Sergeant Todd said he was slightly in
front of Sergeant Munley on the hill. “Once we took fire, she
broke right and I broke left,” he said.
Sergeant Todd said
he did not see Sergeant Munley get shot. He said he started to circle
around the building, but then backtracked as panicked bystanders told
him of the gunman’s movements.
“As it unfolded, I
went a different direction and he went a different direction, and we
met up in the front of the building,” he said.
Sergeant Todd said he then saw Sergeant Munley on the ground, wounded. He shouted again at the gunman to drop his weapon.
“Once
I came around the front of the building, I caught his attention again,
started shouting commands, and then he opened up a second time,”
Sergeant Todd said. “And that’s when I returned fire,
neutralized him and secured him.”
Citing the ongoing
investigation, Sergeant Todd declined to give more details about the
precise positions of Major Hasan, Sergeant Munley and himself during
the gunfight. He also would not say how many times he shot Major Hasan
with his 9 mm pistol, or what Major Hasan was doing. The whole
encounter lasted only 45 seconds, he said.
Sergeant Todd’s account agrees with that of a witness who was at the processing center when the shooting occurred.
The
witness, who asked not to be identified, said Major Hasan wheeled on
Sergeant Munley as she rounded the corner of a building and shot her.
Then Major Hasan turned his back and started putting another magazine
into his semiautomatic pistol.
Sergeant Todd then rounded another
corner of the building, found Major Hasan fumbling with his weapon and
shot him, the witness said.
How the authorities came to issue the
original version of the story, which made Sergeant Munley a national
hero for several days and obscured Sergeant Todd’s role, remains
unclear. (Military officials also said for several hours after the
shooting that Major Hasan had been killed; he survived.)
Six days after the shooting, the military has yet to put out a full account of what happened.
On
Thursday, Christopher Grey, a spokesman for Army Criminal Investigation
Command, told reporters that Sergeants Todd and Munley both
“engaged the armed suspect.”
“I would caution
you from drawing final conclusions until all the evidence is
analyzed,” Mr.
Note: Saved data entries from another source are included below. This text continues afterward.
//! Local dispatcher: writes a notification to every open connection of a
//! user on this process.

use std::sync::Arc;

use herald_core::UserId;
use metrics::counter;
use serde::Serialize;
use serde_json::Value;
use tracing::{debug, warn};

use super::registry::ConnectionRegistry;
use crate::metrics::{NOTIFICATIONS_DELIVERED_TOTAL, WS_FRAME_DROPS_TOTAL};

/// Wire shape of an outbound notification frame.
#[derive(Serialize)]
struct NotificationFrame<'a> {
    #[serde(rename = "type")]
    kind: &'static str,
    message: &'a Value,
}

/// Serialize `{"type":"notification","message":<payload>}`.
pub fn notification_frame(payload: &Value) -> Result<Arc<str>, serde_json::Error> {
    let json = serde_json::to_string(&NotificationFrame {
        kind: "notification",
        message: payload,
    })?;
    Ok(Arc::from(json))
}

/// Fans a payload out to a user's local connections.
#[derive(Clone)]
pub struct Dispatcher {
    registry: Arc<ConnectionRegistry>,
}

impl Dispatcher {
    /// Create a dispatcher over `registry`.
    pub fn new(registry: Arc<ConnectionRegistry>) -> Self {
        Self { registry }
    }

    /// Deliver `payload` to every open local connection of `user_id`.
    ///
    /// Returns the number of connections the frame was enqueued on. Closing
    /// or backed-up connections are skipped and left for their session task
    /// or the liveness monitor to clean up.
    pub fn dispatch_local(&self, user_id: UserId, payload: &Value) -> usize {
        let connections = self.registry.connections_for(user_id);
        if connections.is_empty() {
            debug!(%user_id, "no local connections");
            return 0;
        }

        let frame = match notification_frame(payload) {
            Ok(frame) => frame,
            Err(e) => {
                warn!(%user_id, error = %e, "failed to serialize notification");
                return 0;
            }
        };

        let mut delivered = 0;
        for connection in &connections {
            if !connection.is_open() {
                continue;
            }
            if connection.send(frame.clone()) {
                delivered += 1;
            } else {
                warn!(%user_id, conn_id = %connection.id, "notification dropped, send queue full");
                counter!(WS_FRAME_DROPS_TOTAL).increment(1);
            }
        }

        counter!(NOTIFICATIONS_DELIVERED_TOTAL).increment(delivered as u64);
        debug!(%user_id, delivered, candidates = connections.len(), "dispatched notification");
        delivered
    }
}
Grey said at a news conference at Fort Hood, where
he announced that Major Hasan had been charged in a military court with
13 counts of premeditated murder.
On Wednesday, Lt. Col. John
Rossi, the fort’s deputy commander, refused to take questions
about who shot Major Hasan or why the initial reports said it had been
Sergeant Munley rather than Sergeant Todd.
“These questions are specific to the investigation, and I am not going to address that,” Colonel Rossi said.
Public
affairs officials also declined to make Chuck Medley, the director of
emergency services at the post, available. It was Mr. Medley, who
oversees the post’s civilian police and fire departments, who
gave the first account of how Sergeant Munley stopped the gunman.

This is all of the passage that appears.